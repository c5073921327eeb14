//! Shared helpers

pub mod throttle;

pub use throttle::LogThrottler;
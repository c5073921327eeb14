//! Frame encodings and resolutions

use serde::{Deserialize, Serialize};
use std::fmt;

/// Frame encoding as reported in capability reports (`frame_type`)
#[derive(Debug, Clone, Copy, PartialEq, Eq, Hash, Serialize, Deserialize)]
#[serde(rename_all = "lowercase")]
pub enum Encoding {
    /// Uncompressed YUYV 4:2:2
    Yuyv,
    /// Motion JPEG
    Mjpeg,
    /// H.264 elementary stream
    H264,
    /// H.264 frame-based payload
    H264Frame,
    /// Any other frame type code the engine reports
    Other(u32),
}

impl Encoding {
    const CODE_YUYV: u32 = 0x000003;
    const CODE_MJPEG: u32 = 0x000007;
    const CODE_H264: u32 = 0x000014;
    const CODE_H264_FRAME: u32 = 0x030011;

    /// Convert from the engine's frame type code
    pub fn from_code(code: u32) -> Self {
        match code {
            Self::CODE_YUYV => Encoding::Yuyv,
            Self::CODE_MJPEG => Encoding::Mjpeg,
            Self::CODE_H264 => Encoding::H264,
            Self::CODE_H264_FRAME => Encoding::H264Frame,
            other => Encoding::Other(other),
        }
    }

    /// Engine frame type code
    pub fn code(&self) -> u32 {
        match self {
            Encoding::Yuyv => Self::CODE_YUYV,
            Encoding::Mjpeg => Self::CODE_MJPEG,
            Encoding::H264 => Self::CODE_H264,
            Encoding::H264Frame => Self::CODE_H264_FRAME,
            Encoding::Other(code) => *code,
        }
    }

    /// Check if the encoding is compressed
    pub fn is_compressed(&self) -> bool {
        matches!(self, Encoding::Mjpeg | Encoding::H264 | Encoding::H264Frame)
    }

    /// Negotiation order, most preferred first
    ///
    /// `prefer_h264`: H.264 > MJPEG, otherwise MJPEG > H.264.
    pub fn negotiation_order(prefer_h264: bool) -> [Encoding; 2] {
        if prefer_h264 {
            [Encoding::H264, Encoding::Mjpeg]
        } else {
            [Encoding::Mjpeg, Encoding::H264]
        }
    }
}

impl fmt::Display for Encoding {
    fn fmt(&self, f: &mut fmt::Formatter<'_>) -> fmt::Result {
        match self {
            Encoding::Yuyv => write!(f, "YUYV"),
            Encoding::Mjpeg => write!(f, "MJPEG"),
            Encoding::H264 => write!(f, "H264"),
            Encoding::H264Frame => write!(f, "H264_FRAME"),
            Encoding::Other(code) => write!(f, "0x{:06x}", code),
        }
    }
}

impl std::str::FromStr for Encoding {
    type Err = String;

    fn from_str(s: &str) -> Result<Self, Self::Err> {
        match s.to_uppercase().as_str() {
            "YUYV" | "YUV" => Ok(Encoding::Yuyv),
            "MJPEG" | "MJPG" => Ok(Encoding::Mjpeg),
            "H264" | "H.264" => Ok(Encoding::H264),
            "H264_FRAME" => Ok(Encoding::H264Frame),
            _ => Err(format!("Unknown encoding: {}", s)),
        }
    }
}

/// Resolution (width x height)
#[derive(Debug, Clone, Copy, PartialEq, Eq, Hash, Serialize, Deserialize)]
pub struct Resolution {
    pub width: u32,
    pub height: u32,
}

impl Resolution {
    pub const fn new(width: u32, height: u32) -> Self {
        Self { width, height }
    }

    pub fn is_valid(&self) -> bool {
        self.width > 0 && self.height > 0
    }

    /// Squared Euclidean distance to another resolution
    pub fn distance_sq(&self, other: Resolution) -> u128 {
        let dw = self.width.abs_diff(other.width) as u128;
        let dh = self.height.abs_diff(other.height) as u128;
        dw * dw + dh * dh
    }

    /// Parse the `"WxH"` form used in capability reports
    pub fn parse(s: &str) -> Option<Self> {
        let (w, h) = s.trim().split_once(['x', 'X'])?;
        let res = Self::new(w.trim().parse().ok()?, h.trim().parse().ok()?);
        res.is_valid().then_some(res)
    }

    pub const HD720: Resolution = Resolution::new(1280, 720);
    pub const HD1080: Resolution = Resolution::new(1920, 1080);
    /// Equirectangular 4K output of 360° cameras
    pub const EQUIRECT_4K: Resolution = Resolution::new(3840, 1920);
}

impl fmt::Display for Resolution {
    fn fmt(&self, f: &mut fmt::Formatter<'_>) -> fmt::Result {
        write!(f, "{}x{}", self.width, self.height)
    }
}

impl From<(u32, u32)> for Resolution {
    fn from((width, height): (u32, u32)) -> Self {
        Self { width, height }
    }
}

#[cfg(test)]
mod tests {
    use super::*;

    #[test]
    fn test_encoding_codes() {
        assert_eq!(Encoding::from_code(7), Encoding::Mjpeg);
        assert_eq!(Encoding::from_code(0x14), Encoding::H264);
        assert_eq!(Encoding::from_code(0x030011), Encoding::H264Frame);
        assert_eq!(Encoding::from_code(0x42), Encoding::Other(0x42));
        assert_eq!(Encoding::Other(0x42).code(), 0x42);
    }

    #[test]
    fn test_negotiation_order() {
        assert_eq!(
            Encoding::negotiation_order(true),
            [Encoding::H264, Encoding::Mjpeg]
        );
        assert_eq!(
            Encoding::negotiation_order(false),
            [Encoding::Mjpeg, Encoding::H264]
        );
    }

    #[test]
    fn test_resolution_parse() {
        assert_eq!(Resolution::parse("640x480"), Some(Resolution::new(640, 480)));
        assert_eq!(Resolution::parse(" 1920 X 1080 "), Some(Resolution::HD1080));
        assert_eq!(Resolution::parse("0x480"), None);
        assert_eq!(Resolution::parse("640"), None);
        assert_eq!(Resolution::parse("axb"), None);
    }

    #[test]
    fn test_distance() {
        let a = Resolution::new(3840, 1920);
        assert_eq!(a.distance_sq(a), 0);
        assert_eq!(
            Resolution::new(1920, 1080).distance_sq(Resolution::new(1280, 720)),
            640 * 640 + 360 * 360
        );
    }

    #[test]
    fn test_distance_extreme_sizes() {
        let huge = Resolution::new(u32::MAX, u32::MAX);
        let side = (u32::MAX - 1) as u128;
        assert_eq!(huge.distance_sq(Resolution::new(1, 1)), 2 * side * side);
        assert_eq!(Resolution::new(1, 1).distance_sq(huge), 2 * side * side);
        assert!(huge.is_valid());
    }
}
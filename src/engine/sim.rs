//! Simulated capture engine
//!
//! Behaves like a device-backed engine without touching USB: devices expose
//! a configurable capability report, accept only formats present in it,
//! render synthetic frames and produce a synthetic audio tone. Every
//! lifecycle call is recorded so callers can check ordering.

use parking_lot::Mutex;
use std::collections::{HashMap, HashSet};
use std::sync::atomic::{AtomicU64, Ordering};
use tracing::{debug, trace};

use super::{AudioFormat, CaptureEngine, FrameSink, OpenHandle, SinkHandle, SinkTarget};
use crate::capability::{CapabilityCatalog, Encoding, Resolution};
use crate::control::{ControlInfo, ControlMask, ControlType, ProcessingControl, TerminalControl};
use crate::device::{Device, DeviceId};
use crate::error::{Result, UvcError};

/// Report of a generic USB webcam
pub const WEBCAM_REPORT: &str = r#"{"formats":[{"frame_type":7,"default":1,"size":["640x480","1280x720","1920x1080"],"frameRate":[[30,15],[30,15],[30,15]]},{"frame_type":20,"default":0,"size":["1280x720","1920x1080"],"frameRate":[[30],[30]]}]}"#;

/// Report of a 360° camera streaming equirectangular H.264
pub const THETA_REPORT: &str = r#"{"formats":[{"frame_type":20,"default":0,"size":["1920x960","3840x2160"],"frameRate":[[29.97],[29.97]]},{"frame_type":7,"default":0,"size":["1280x720"],"frameRate":[[30]]}]}"#;

/// Lifecycle call observed by the simulated engine
#[derive(Debug, Clone, PartialEq, Eq)]
pub enum EngineCall {
    Open(DeviceId),
    Negotiate(DeviceId, Encoding, Resolution),
    Start(DeviceId, SinkTarget),
    Stop(DeviceId),
    Close(DeviceId),
    StartAudio(DeviceId),
    StopAudio(DeviceId),
    SetControl(DeviceId, ControlType, i32),
}

struct SimDevice {
    serial: u64,
    audio_capable: bool,
    report: String,
    negotiated: Option<(Encoding, Resolution)>,
    streaming: bool,
    audio_running: bool,
    audio_budget: Option<usize>,
    audio_empty: bool,
    audio_phase: u64,
    controls: HashMap<ControlType, (ControlInfo, i32)>,
}

#[derive(Default)]
struct SimState {
    open: HashMap<DeviceId, SimDevice>,
    reports: HashMap<DeviceId, String>,
    audio_budgets: HashMap<DeviceId, usize>,
    empty_audio: HashSet<DeviceId>,
    rejected_encodings: HashSet<Encoding>,
    failing_opens: HashSet<DeviceId>,
    failing_renders: HashSet<DeviceId>,
    calls: Vec<EngineCall>,
    next_serial: u64,
}

/// In-process [`CaptureEngine`]
pub struct SimulatedEngine {
    state: Mutex<SimState>,
    default_report: String,
    audio_format: AudioFormat,
    render_calls: AtomicU64,
}

impl Default for SimulatedEngine {
    fn default() -> Self {
        Self::new()
    }
}

impl SimulatedEngine {
    pub fn new() -> Self {
        Self::with_report(WEBCAM_REPORT)
    }

    /// Engine whose devices all report `report` unless overridden per device
    pub fn with_report(report: &str) -> Self {
        Self {
            state: Mutex::new(SimState::default()),
            default_report: report.to_string(),
            audio_format: AudioFormat {
                channels: 2,
                sample_rate: 48000,
                bits_per_sample: 16,
                frame_samples: 192,
            },
            render_calls: AtomicU64::new(0),
        }
    }

    pub fn audio_format(&self) -> AudioFormat {
        self.audio_format
    }

    /// Capability report for one device
    pub fn set_report(&self, device: DeviceId, report: &str) {
        self.state.lock().reports.insert(device, report.to_string());
    }

    /// Refuse negotiation of `encoding` at any size
    pub fn reject_encoding(&self, encoding: Encoding) {
        self.state.lock().rejected_encodings.insert(encoding);
    }

    /// Make `open` fail for `device`
    pub fn fail_open(&self, device: DeviceId) {
        self.state.lock().failing_opens.insert(device);
    }

    /// Make `render_frame` fail for `device`
    pub fn fail_render(&self, device: DeviceId) {
        self.state.lock().failing_renders.insert(device);
    }

    /// Limit how many audio frames `device` produces per audio start
    pub fn limit_audio(&self, device: DeviceId, frames: usize) {
        let mut state = self.state.lock();
        state.audio_budgets.insert(device, frames);
        if let Some(dev) = state.open.get_mut(&device) {
            dev.audio_budget = Some(frames);
        }
    }

    /// Make `device` hand out zero-length audio frames
    pub fn empty_audio(&self, device: DeviceId) {
        let mut state = self.state.lock();
        state.empty_audio.insert(device);
        if let Some(dev) = state.open.get_mut(&device) {
            dev.audio_empty = true;
        }
    }

    /// Lifecycle calls so far, in order
    pub fn calls(&self) -> Vec<EngineCall> {
        self.state.lock().calls.clone()
    }

    /// Lifecycle calls that concern `device`
    pub fn calls_for(&self, device: DeviceId) -> Vec<EngineCall> {
        self.calls()
            .into_iter()
            .filter(|call| call_device(call) == device)
            .collect()
    }

    /// Total `render_frame` invocations across devices
    pub fn render_calls(&self) -> u64 {
        self.render_calls.load(Ordering::Acquire)
    }

    pub fn is_open(&self, device: DeviceId) -> bool {
        self.state.lock().open.contains_key(&device)
    }

    pub fn is_streaming(&self, device: DeviceId) -> bool {
        self.state
            .lock()
            .open
            .get(&device)
            .map_or(false, |d| d.streaming)
    }

    fn default_controls() -> HashMap<ControlType, (ControlInfo, i32)> {
        let ranged = |min, max, default| ControlInfo {
            has_min_max: true,
            min,
            max,
            step: 1,
            default,
        };
        HashMap::from([
            (
                ControlType::Processing(ProcessingControl::Brightness),
                (ranged(-64, 64, 0), 0),
            ),
            (
                ControlType::Processing(ProcessingControl::Contrast),
                (ranged(0, 95, 32), 32),
            ),
            (
                ControlType::Processing(ProcessingControl::WhiteBalanceTemperatureAuto),
                (ranged(0, 1, 1), 1),
            ),
            (
                ControlType::Terminal(TerminalControl::FocusAuto),
                (ranged(0, 1, 1), 1),
            ),
            (
                ControlType::Terminal(TerminalControl::ZoomAbsolute),
                (ranged(100, 500, 100), 100),
            ),
        ])
    }

    fn with_device<T>(
        &self,
        op: &'static str,
        device: DeviceId,
        f: impl FnOnce(&mut SimDevice) -> Result<T>,
    ) -> Result<T> {
        let mut state = self.state.lock();
        let dev = state
            .open
            .get_mut(&device)
            .ok_or_else(|| UvcError::engine(op, format!("device {} is not open", device)))?;
        f(dev)
    }
}

fn call_device(call: &EngineCall) -> DeviceId {
    match call {
        EngineCall::Open(id)
        | EngineCall::Negotiate(id, _, _)
        | EngineCall::Start(id, _)
        | EngineCall::Stop(id)
        | EngineCall::Close(id)
        | EngineCall::StartAudio(id)
        | EngineCall::StopAudio(id)
        | EngineCall::SetControl(id, _, _) => *id,
    }
}

impl CaptureEngine for SimulatedEngine {
    fn open(&self, device: &Device, preferred: Encoding) -> Result<OpenHandle> {
        let mut state = self.state.lock();
        state.calls.push(EngineCall::Open(device.id));
        if state.failing_opens.contains(&device.id) {
            return Err(UvcError::engine("open", format!("device {} refused to open", device.id)));
        }
        if let Some(existing) = state.open.get(&device.id) {
            return Ok(OpenHandle {
                device: device.id,
                serial: existing.serial,
            });
        }

        state.next_serial += 1;
        let serial = state.next_serial;
        let report = state
            .reports
            .get(&device.id)
            .cloned()
            .unwrap_or_else(|| self.default_report.clone());
        let audio_budget = state.audio_budgets.get(&device.id).copied();
        let audio_empty = state.empty_audio.contains(&device.id);
        state.open.insert(
            device.id,
            SimDevice {
                serial,
                audio_capable: device.supports_audio(),
                report,
                negotiated: None,
                streaming: false,
                audio_running: false,
                audio_budget,
                audio_empty,
                audio_phase: 0,
                controls: Self::default_controls(),
            },
        );
        debug!("Simulated open of {} (prefers {})", device, preferred);
        Ok(OpenHandle {
            device: device.id,
            serial,
        })
    }

    fn query_capabilities(&self, device: DeviceId) -> Result<String> {
        self.with_device("query_capabilities", device, |dev| Ok(dev.report.clone()))
    }

    fn negotiate(&self, device: DeviceId, encoding: Encoding, width: u32, height: u32) -> Result<()> {
        let resolution = Resolution::new(width, height);
        let rejected = {
            let mut state = self.state.lock();
            state
                .calls
                .push(EngineCall::Negotiate(device, encoding, resolution));
            state.rejected_encodings.contains(&encoding)
        };
        self.with_device("negotiate", device, |dev| {
            let catalog = CapabilityCatalog::parse(&dev.report)?;
            let listed = catalog
                .entries()
                .iter()
                .any(|e| e.encoding == encoding && e.resolution == resolution);
            if rejected || !listed {
                return Err(UvcError::engine(
                    "negotiate",
                    format!("{} {} not accepted", encoding, resolution),
                ));
            }
            dev.negotiated = Some((encoding, resolution));
            Ok(())
        })
    }

    fn start(&self, device: DeviceId, target: &SinkTarget) -> Result<SinkHandle> {
        self.state.lock().calls.push(EngineCall::Start(device, *target));
        self.with_device("start", device, |dev| {
            if dev.negotiated != Some((target.encoding, target.resolution())) {
                return Err(UvcError::engine("start", "format was not negotiated"));
            }
            dev.streaming = true;
            Ok(FrameSink::new(device, *target))
        })
    }

    fn stop(&self, device: DeviceId) -> Result<()> {
        self.state.lock().calls.push(EngineCall::Stop(device));
        self.with_device("stop", device, |dev| {
            dev.streaming = false;
            Ok(())
        })
    }

    fn close(&self, device: DeviceId) -> Result<()> {
        let mut state = self.state.lock();
        state.calls.push(EngineCall::Close(device));
        state.open.remove(&device);
        Ok(())
    }

    fn render_frame(&self, device: DeviceId, sink: &FrameSink) -> Result<bool> {
        self.render_calls.fetch_add(1, Ordering::AcqRel);
        if self.state.lock().failing_renders.contains(&device) {
            return Err(UvcError::engine("render", "transfer stalled"));
        }
        let streaming = self.with_device("render", device, |dev| Ok(dev.streaming))?;
        if !streaming {
            return Err(UvcError::engine("render", "stream is not running"));
        }

        let seq = sink.frames_rendered() + 1;
        let frame: Vec<u8> = seq.to_le_bytes().into_iter().cycle().take(64).collect();
        trace!("Rendered frame {} for device {}", seq, device);
        sink.write_frame(frame);
        Ok(true)
    }

    fn start_audio(&self, device: DeviceId) -> Result<AudioFormat> {
        self.state.lock().calls.push(EngineCall::StartAudio(device));
        let format = self.audio_format;
        self.with_device("start_audio", device, |dev| {
            if !dev.audio_capable {
                return Err(UvcError::engine("start_audio", "device has no audio interface"));
            }
            dev.audio_running = true;
            dev.audio_phase = 0;
            Ok(format)
        })
    }

    fn stop_audio(&self, device: DeviceId) -> Result<()> {
        self.state.lock().calls.push(EngineCall::StopAudio(device));
        self.with_device("stop_audio", device, |dev| {
            dev.audio_running = false;
            Ok(())
        })
    }

    fn pull_audio_frame(&self, device: DeviceId) -> Result<Option<Vec<i16>>> {
        let frame_samples = self.audio_format.frame_samples;
        self.with_device("pull_audio", device, |dev| {
            if !dev.audio_running {
                return Ok(None);
            }
            if dev.audio_empty {
                return Ok(Some(Vec::new()));
            }
            if let Some(budget) = dev.audio_budget.as_mut() {
                if *budget == 0 {
                    return Ok(None);
                }
                *budget -= 1;
            }
            let base = dev.audio_phase;
            dev.audio_phase += frame_samples as u64;
            let frame = (0..frame_samples as u64)
                .map(|i| ((base + i) % 256) as i16)
                .collect();
            Ok(Some(frame))
        })
    }

    fn query_control_mask(&self, device: DeviceId) -> Result<ControlMask> {
        self.with_device("query_control_mask", device, |dev| {
            Ok(ControlMask::from_controls(dev.controls.keys().copied()))
        })
    }

    fn query_control_info(&self, device: DeviceId, control: ControlType) -> Result<ControlInfo> {
        self.with_device("query_control_info", device, |dev| {
            dev.controls
                .get(&control)
                .map(|(info, _)| *info)
                .ok_or_else(|| UvcError::UnsupportedControl(control.to_string()))
        })
    }

    fn query_control_value(&self, device: DeviceId, control: ControlType) -> Result<i32> {
        self.with_device("query_control_value", device, |dev| {
            dev.controls
                .get(&control)
                .map(|(_, value)| *value)
                .ok_or_else(|| UvcError::UnsupportedControl(control.to_string()))
        })
    }

    fn set_control_value(&self, device: DeviceId, control: ControlType, value: i32) -> Result<()> {
        self.state
            .lock()
            .calls
            .push(EngineCall::SetControl(device, control, value));
        self.with_device("set_control_value", device, |dev| {
            let (info, current) = dev
                .controls
                .get_mut(&control)
                .ok_or_else(|| UvcError::UnsupportedControl(control.to_string()))?;
            // Hardware clamps out-of-range requests
            *current = if info.has_min_max {
                value.clamp(info.min, info.max)
            } else {
                value
            };
            Ok(())
        })
    }
}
= = = = = = =
• **Work item**
Report each line of the data that includes the string "SimDevice".

• **Exercise result**
struct SimDevice {
    open: HashMap<DeviceId, SimDevice>,
        f: impl FnOnce(&mut SimDevice) -> Result<T>,
            SimDevice {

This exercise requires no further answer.